IMO, yes, you should add multithreaded tests, even if the free-threaded build wasn’t a thing. Since the threading module exists, your users are free to use your library in a multithreaded context whether or not you would like to support that.
See Validating thread safety with testing - py-free-threading for more guidance on how to write multithreaded tests.
Is there an easy way to see if a requirements list is also free threading safe? Say I use requests from pypi. Do I need to manually check requests and it’s dependencies or do we have tooling to do that?

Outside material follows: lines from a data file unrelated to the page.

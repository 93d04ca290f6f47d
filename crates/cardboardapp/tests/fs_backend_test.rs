use cardboardapp::model::CardStatus;
use cardboardapp::store::backend::{Collection, DocumentBackend, Query};
use cardboardapp::store::fs_backend::FsBackend;
use cardboardapp::store::memory::FileStore;
use cardboardapp::store::DataStore;
use serde_json::json;
use std::fs;
use tempfile::TempDir;

fn setup() -> (TempDir, FsBackend) {
    let dir = TempDir::new().unwrap();
    let backend = FsBackend::new(dir.path().to_path_buf());
    (dir, backend)
}

fn doc(value: serde_json::Value) -> serde_json::Map<String, serde_json::Value> {
    value.as_object().cloned().unwrap()
}

#[test]
fn test_documents_land_at_collection_paths() {
    let (dir, backend) = setup();
    backend
        .set(&Collection::Spaces, "s1", &doc(json!({"name": "Math"})))
        .unwrap();
    backend
        .set(&Collection::Topics, "t1", &doc(json!({"spaceId": "s1"})))
        .unwrap();
    backend
        .set(
            &Collection::flashcards("t1"),
            "c1",
            &doc(json!({"question": "Q"})),
        )
        .unwrap();

    assert!(dir.path().join("spaces/s1.json").is_file());
    assert!(dir.path().join("topics/t1.json").is_file());
    assert!(dir.path().join("topics/t1/flashcards/c1.json").is_file());

    // The flashcards directory next to t1.json is not a topic.
    let topics = backend.list(&Collection::Topics, &Query::all()).unwrap();
    assert_eq!(topics.len(), 1);
}

#[test]
fn test_no_tmp_files_left_behind() {
    let (dir, backend) = setup();
    for i in 0..5 {
        backend
            .set(&Collection::Spaces, &format!("s{}", i), &doc(json!({"order": i})))
            .unwrap();
    }

    for entry in fs::read_dir(dir.path().join("spaces")).unwrap() {
        let path = entry.unwrap().path();
        let name = path.file_name().unwrap().to_str().unwrap();
        assert!(!name.ends_with(".tmp"), "Found leftover tmp file: {}", name);
    }
}

#[test]
fn test_update_merges_and_missing_update_fails() {
    let (_dir, backend) = setup();
    backend
        .set(&Collection::Spaces, "s1", &doc(json!({"name": "A", "order": 1})))
        .unwrap();
    backend
        .update(&Collection::Spaces, "s1", &doc(json!({"order": 3})))
        .unwrap();

    let stored = backend.get(&Collection::Spaces, "s1").unwrap().unwrap();
    assert_eq!(stored["name"], json!("A"));
    assert_eq!(stored["order"], json!(3));

    let err = backend
        .update(&Collection::Spaces, "nope", &doc(json!({"order": 3})))
        .unwrap_err();
    assert!(err.is_not_found());
}

#[test]
fn test_delete_is_idempotent() {
    let (_dir, backend) = setup();
    backend
        .set(&Collection::Spaces, "s1", &doc(json!({})))
        .unwrap();
    backend.delete(&Collection::Spaces, "s1").unwrap();
    backend.delete(&Collection::Spaces, "s1").unwrap();
    assert!(backend.get(&Collection::Spaces, "s1").unwrap().is_none());
}

#[test]
fn test_last_card_delete_removes_topic_card_dir() {
    let (dir, backend) = setup();
    let cards = Collection::Flashcards {
        topic_id: "t1".into(),
    };
    backend.set(&cards, "c1", &doc(json!({}))).unwrap();
    backend.set(&cards, "c2", &doc(json!({}))).unwrap();

    backend.delete(&cards, "c1").unwrap();
    assert!(dir.path().join("topics/t1/flashcards").is_dir());

    backend.delete(&cards, "c2").unwrap();
    assert!(!dir.path().join("topics/t1").exists());
    assert!(dir.path().join("topics").is_dir());
    assert!(backend.list(&cards, &Query::default()).unwrap().is_empty());
}

#[test]
fn test_unsafe_ids_rejected() {
    let (_dir, backend) = setup();
    for id in ["", "..", "../escape", "a/b", ".hidden"] {
        assert!(
            backend.set(&Collection::Spaces, id, &doc(json!({}))).is_err(),
            "id {:?} should be rejected",
            id
        );
    }
}

#[test]
fn test_query_filters_and_orders() {
    let (_dir, backend) = setup();
    for (id, space, order) in [("a", "s1", 2), ("b", "s2", 0), ("c", "s1", 1)] {
        backend
            .set(
                &Collection::Topics,
                id,
                &doc(json!({"spaceId": space, "rank": order})),
            )
            .unwrap();
    }

    let found = backend
        .list(
            &Collection::Topics,
            &Query::where_eq("spaceId", "s1").order_by("rank"),
        )
        .unwrap();
    let ids: Vec<&str> = found.iter().map(|(id, _)| id.as_str()).collect();
    assert_eq!(ids, vec!["c", "a"]);
}

#[test]
fn test_legacy_card_files_load_with_defaults() {
    let dir = TempDir::new().unwrap();
    let cards_dir = dir.path().join("topics/t1/flashcards");
    fs::create_dir_all(&cards_dir).unwrap();
    fs::write(
        cards_dir.join("old.json"),
        r#"{"question": "Old?", "answer": "Yes"}"#,
    )
    .unwrap();

    let store = FileStore::open(dir.path().to_path_buf());
    let card = store.get_flashcard("t1", "old").unwrap();
    assert_eq!(card.id, "old");
    assert_eq!(card.topic_id, "t1");
    assert_eq!(card.status, CardStatus::Unset);
    assert!(card.status_missing);
    assert_eq!(card.text_color, "#FFFFFF");
    assert_eq!(card.id_order, 0);
}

If it’s a pure-python library, the assumption is that it’s safe in the sense that CPython is safe (e.g. no UB and no data races, but race conditions are possible). Also, single-threaded use will be identical to the GIL-enabled build, so unless you have native extensions you should probably expect existing single-threaded tests to pass.
If a dependency publishes a cp313t wheel on pypi, that is one way of signalling that they support free-threading, but you should probably look through their documentation to what extent they support free-threading, particularly for direct dependencies you want to use in a multi-threaded context.
If you are able to install your library, but at runtime CPython re-enabled the GIL, then you either have a native extension in your library or in a dependency that has not explicitly marked free-threaded support. It’s possible to publish cp313t wheels that re-enable the GIL like this and IMO it’s a valid choice for a library author to do this (although it does make things more difficult for people who want to experiment). You can force the GIL to be disabled with an environment variable or command-line flag to the interpreter.
IMO having more tooling and support in packaging tools to help with this would be great, but right now most of the tracking for this is happening in our tracking table and in @hugovk’s automatically updated tracking table for projects that publish platform-specific wheels.